RECORDS FOR PROCESSING:
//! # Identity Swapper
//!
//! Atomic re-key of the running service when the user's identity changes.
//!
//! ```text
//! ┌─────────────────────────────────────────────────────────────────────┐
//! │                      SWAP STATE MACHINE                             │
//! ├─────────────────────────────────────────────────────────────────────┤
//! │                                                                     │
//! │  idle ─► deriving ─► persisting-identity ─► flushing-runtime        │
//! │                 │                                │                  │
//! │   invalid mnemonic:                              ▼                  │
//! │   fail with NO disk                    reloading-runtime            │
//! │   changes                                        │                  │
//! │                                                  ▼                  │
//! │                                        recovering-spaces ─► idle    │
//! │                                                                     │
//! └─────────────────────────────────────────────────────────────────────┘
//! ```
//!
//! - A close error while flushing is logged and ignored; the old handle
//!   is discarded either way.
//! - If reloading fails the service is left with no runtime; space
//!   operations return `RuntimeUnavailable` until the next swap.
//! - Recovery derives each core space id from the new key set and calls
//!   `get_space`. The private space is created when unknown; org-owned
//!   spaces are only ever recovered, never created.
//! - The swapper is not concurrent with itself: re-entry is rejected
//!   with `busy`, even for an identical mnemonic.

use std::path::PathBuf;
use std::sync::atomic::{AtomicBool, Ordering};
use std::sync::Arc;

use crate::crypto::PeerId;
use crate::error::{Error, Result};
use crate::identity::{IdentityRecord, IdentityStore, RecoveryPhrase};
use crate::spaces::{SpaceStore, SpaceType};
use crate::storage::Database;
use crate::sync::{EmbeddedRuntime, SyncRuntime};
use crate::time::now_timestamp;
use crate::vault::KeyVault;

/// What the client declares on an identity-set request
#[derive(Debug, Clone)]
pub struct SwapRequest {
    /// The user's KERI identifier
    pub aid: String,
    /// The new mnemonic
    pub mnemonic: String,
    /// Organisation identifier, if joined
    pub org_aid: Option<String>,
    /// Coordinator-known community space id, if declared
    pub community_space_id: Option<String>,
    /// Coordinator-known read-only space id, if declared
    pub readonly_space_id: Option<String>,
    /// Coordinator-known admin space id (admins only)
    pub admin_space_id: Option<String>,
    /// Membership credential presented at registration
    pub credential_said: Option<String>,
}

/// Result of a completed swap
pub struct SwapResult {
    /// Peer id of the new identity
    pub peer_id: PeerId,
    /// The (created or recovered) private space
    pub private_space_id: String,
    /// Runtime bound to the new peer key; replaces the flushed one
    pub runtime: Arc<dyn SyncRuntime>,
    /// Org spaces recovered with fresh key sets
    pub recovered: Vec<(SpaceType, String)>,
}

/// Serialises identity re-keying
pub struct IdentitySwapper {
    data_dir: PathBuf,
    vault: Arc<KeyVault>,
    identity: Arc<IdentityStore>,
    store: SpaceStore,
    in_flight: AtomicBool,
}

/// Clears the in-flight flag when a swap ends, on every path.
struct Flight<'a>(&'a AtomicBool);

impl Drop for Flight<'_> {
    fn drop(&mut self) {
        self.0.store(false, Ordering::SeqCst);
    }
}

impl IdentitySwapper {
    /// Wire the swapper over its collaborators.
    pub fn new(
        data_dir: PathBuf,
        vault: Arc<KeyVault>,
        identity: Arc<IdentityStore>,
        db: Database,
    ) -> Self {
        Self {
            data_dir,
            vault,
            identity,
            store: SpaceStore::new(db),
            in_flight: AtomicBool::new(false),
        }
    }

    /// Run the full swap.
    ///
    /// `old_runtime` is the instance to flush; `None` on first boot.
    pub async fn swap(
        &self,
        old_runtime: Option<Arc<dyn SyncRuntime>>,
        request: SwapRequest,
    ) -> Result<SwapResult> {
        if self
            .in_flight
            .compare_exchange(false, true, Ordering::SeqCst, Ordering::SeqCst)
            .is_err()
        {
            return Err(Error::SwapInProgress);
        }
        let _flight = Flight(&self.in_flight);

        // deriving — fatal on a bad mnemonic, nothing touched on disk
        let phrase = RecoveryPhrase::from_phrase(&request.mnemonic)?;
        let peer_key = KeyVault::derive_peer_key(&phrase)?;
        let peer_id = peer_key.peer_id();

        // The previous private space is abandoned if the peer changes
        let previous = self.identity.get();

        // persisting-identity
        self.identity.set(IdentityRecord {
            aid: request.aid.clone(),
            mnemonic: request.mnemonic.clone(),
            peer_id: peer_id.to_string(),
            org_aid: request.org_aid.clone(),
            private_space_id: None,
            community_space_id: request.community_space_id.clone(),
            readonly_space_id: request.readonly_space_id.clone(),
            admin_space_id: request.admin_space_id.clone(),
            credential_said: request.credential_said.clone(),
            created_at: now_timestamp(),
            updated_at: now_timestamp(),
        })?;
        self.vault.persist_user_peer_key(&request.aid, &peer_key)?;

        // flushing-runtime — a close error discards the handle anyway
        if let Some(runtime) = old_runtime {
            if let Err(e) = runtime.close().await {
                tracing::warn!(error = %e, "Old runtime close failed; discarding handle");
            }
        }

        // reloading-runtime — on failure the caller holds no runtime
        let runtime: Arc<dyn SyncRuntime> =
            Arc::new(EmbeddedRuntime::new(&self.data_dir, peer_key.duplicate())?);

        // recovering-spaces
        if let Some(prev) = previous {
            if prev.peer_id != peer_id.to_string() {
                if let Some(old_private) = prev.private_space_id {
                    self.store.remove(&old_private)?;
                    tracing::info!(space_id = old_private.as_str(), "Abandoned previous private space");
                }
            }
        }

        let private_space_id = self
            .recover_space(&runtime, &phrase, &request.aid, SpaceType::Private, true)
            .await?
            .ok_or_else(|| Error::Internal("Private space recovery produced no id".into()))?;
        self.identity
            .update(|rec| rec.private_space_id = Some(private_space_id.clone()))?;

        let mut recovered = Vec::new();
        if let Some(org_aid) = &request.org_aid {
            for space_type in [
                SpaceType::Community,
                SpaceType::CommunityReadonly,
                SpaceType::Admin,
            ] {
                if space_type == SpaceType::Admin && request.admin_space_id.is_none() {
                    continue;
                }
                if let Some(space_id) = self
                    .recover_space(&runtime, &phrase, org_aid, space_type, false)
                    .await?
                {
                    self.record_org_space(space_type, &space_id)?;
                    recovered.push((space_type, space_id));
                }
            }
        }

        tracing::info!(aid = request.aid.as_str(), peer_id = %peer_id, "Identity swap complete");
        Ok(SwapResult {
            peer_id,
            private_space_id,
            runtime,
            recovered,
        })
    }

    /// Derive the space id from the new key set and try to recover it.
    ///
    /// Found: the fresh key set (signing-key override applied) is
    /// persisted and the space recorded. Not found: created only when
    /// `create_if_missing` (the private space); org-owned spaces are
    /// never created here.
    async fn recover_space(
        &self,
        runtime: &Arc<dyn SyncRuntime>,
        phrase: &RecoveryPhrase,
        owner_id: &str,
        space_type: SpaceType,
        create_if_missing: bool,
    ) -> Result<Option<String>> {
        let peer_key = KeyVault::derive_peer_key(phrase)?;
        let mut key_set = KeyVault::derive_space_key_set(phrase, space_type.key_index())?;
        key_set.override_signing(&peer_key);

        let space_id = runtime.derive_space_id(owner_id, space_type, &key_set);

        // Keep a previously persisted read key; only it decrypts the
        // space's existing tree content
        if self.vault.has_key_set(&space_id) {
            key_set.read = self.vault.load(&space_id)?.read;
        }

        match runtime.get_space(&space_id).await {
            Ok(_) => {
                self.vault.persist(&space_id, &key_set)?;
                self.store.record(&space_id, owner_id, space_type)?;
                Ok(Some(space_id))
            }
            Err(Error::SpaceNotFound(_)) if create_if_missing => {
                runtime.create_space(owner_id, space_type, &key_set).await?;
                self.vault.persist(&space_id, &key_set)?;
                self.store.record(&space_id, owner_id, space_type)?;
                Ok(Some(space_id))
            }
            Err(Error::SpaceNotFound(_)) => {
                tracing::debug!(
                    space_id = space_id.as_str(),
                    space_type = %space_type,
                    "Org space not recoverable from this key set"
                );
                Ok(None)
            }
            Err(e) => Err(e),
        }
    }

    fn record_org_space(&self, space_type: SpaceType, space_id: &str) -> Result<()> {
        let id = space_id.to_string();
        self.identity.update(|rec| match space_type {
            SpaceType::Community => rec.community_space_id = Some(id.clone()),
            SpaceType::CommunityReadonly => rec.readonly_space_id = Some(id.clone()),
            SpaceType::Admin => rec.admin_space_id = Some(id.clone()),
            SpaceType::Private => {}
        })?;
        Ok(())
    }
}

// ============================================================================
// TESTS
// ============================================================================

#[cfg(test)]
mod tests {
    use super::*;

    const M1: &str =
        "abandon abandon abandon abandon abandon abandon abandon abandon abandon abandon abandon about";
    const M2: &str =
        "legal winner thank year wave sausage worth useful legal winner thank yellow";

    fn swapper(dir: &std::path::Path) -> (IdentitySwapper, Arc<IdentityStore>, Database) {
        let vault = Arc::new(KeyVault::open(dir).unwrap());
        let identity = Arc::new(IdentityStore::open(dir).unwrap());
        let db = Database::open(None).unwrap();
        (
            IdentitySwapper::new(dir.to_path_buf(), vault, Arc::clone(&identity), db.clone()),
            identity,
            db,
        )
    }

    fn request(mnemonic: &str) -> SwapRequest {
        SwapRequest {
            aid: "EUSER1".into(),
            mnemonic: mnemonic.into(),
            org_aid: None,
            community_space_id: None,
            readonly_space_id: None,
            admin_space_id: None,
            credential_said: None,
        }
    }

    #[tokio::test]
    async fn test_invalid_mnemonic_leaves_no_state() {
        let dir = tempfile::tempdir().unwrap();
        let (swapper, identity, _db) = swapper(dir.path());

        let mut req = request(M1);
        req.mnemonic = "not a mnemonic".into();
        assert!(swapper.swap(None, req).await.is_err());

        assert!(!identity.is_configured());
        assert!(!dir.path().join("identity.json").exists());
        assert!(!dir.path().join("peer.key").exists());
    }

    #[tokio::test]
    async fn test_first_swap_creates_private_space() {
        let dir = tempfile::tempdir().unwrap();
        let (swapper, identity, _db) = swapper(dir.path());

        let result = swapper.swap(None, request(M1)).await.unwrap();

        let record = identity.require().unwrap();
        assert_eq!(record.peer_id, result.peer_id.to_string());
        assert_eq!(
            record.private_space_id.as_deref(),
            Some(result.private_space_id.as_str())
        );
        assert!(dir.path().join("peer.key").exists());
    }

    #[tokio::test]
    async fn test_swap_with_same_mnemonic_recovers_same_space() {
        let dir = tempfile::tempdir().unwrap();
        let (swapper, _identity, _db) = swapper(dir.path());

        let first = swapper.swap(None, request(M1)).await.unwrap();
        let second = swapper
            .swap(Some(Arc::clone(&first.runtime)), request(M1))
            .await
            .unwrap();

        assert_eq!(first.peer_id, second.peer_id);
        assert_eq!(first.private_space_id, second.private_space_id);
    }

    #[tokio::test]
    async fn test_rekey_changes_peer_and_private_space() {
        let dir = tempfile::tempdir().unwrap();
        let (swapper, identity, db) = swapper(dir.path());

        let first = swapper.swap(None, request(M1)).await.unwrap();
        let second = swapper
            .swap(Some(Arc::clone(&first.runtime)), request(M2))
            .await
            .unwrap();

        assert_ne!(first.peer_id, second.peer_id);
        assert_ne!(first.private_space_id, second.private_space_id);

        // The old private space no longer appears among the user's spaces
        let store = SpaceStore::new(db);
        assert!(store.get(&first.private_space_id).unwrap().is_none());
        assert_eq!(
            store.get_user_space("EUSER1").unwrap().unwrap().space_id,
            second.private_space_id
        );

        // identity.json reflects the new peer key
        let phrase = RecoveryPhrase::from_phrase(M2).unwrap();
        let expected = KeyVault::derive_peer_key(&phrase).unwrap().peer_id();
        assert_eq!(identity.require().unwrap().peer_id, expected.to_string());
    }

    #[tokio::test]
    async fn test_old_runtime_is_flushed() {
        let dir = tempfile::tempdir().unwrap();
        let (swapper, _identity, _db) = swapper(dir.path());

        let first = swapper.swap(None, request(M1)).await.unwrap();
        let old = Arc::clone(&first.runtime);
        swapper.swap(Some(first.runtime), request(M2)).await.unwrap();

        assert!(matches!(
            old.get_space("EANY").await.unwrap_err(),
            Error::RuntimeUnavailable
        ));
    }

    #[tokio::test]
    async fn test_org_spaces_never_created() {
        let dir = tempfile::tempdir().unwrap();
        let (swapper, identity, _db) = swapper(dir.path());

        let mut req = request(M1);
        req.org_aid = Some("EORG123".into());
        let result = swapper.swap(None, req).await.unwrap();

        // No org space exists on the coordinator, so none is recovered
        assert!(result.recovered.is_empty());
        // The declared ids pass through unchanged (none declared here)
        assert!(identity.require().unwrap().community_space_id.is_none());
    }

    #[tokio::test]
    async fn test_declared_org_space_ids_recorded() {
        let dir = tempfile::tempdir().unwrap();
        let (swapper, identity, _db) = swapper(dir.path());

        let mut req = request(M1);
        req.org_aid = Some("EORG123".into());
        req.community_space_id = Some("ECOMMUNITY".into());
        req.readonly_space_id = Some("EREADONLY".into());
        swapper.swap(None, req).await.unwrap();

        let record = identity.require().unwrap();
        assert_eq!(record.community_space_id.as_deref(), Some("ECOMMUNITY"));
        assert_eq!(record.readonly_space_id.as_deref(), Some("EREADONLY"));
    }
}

ACTIVITY:
All lines above in which the word "SpaceNotFound" occurs should be identified and copied.

ANSWER TO THIS EXERCISE:
            Err(Error::SpaceNotFound(_)) if create_if_missing => {
            Err(Error::SpaceNotFound(_)) => {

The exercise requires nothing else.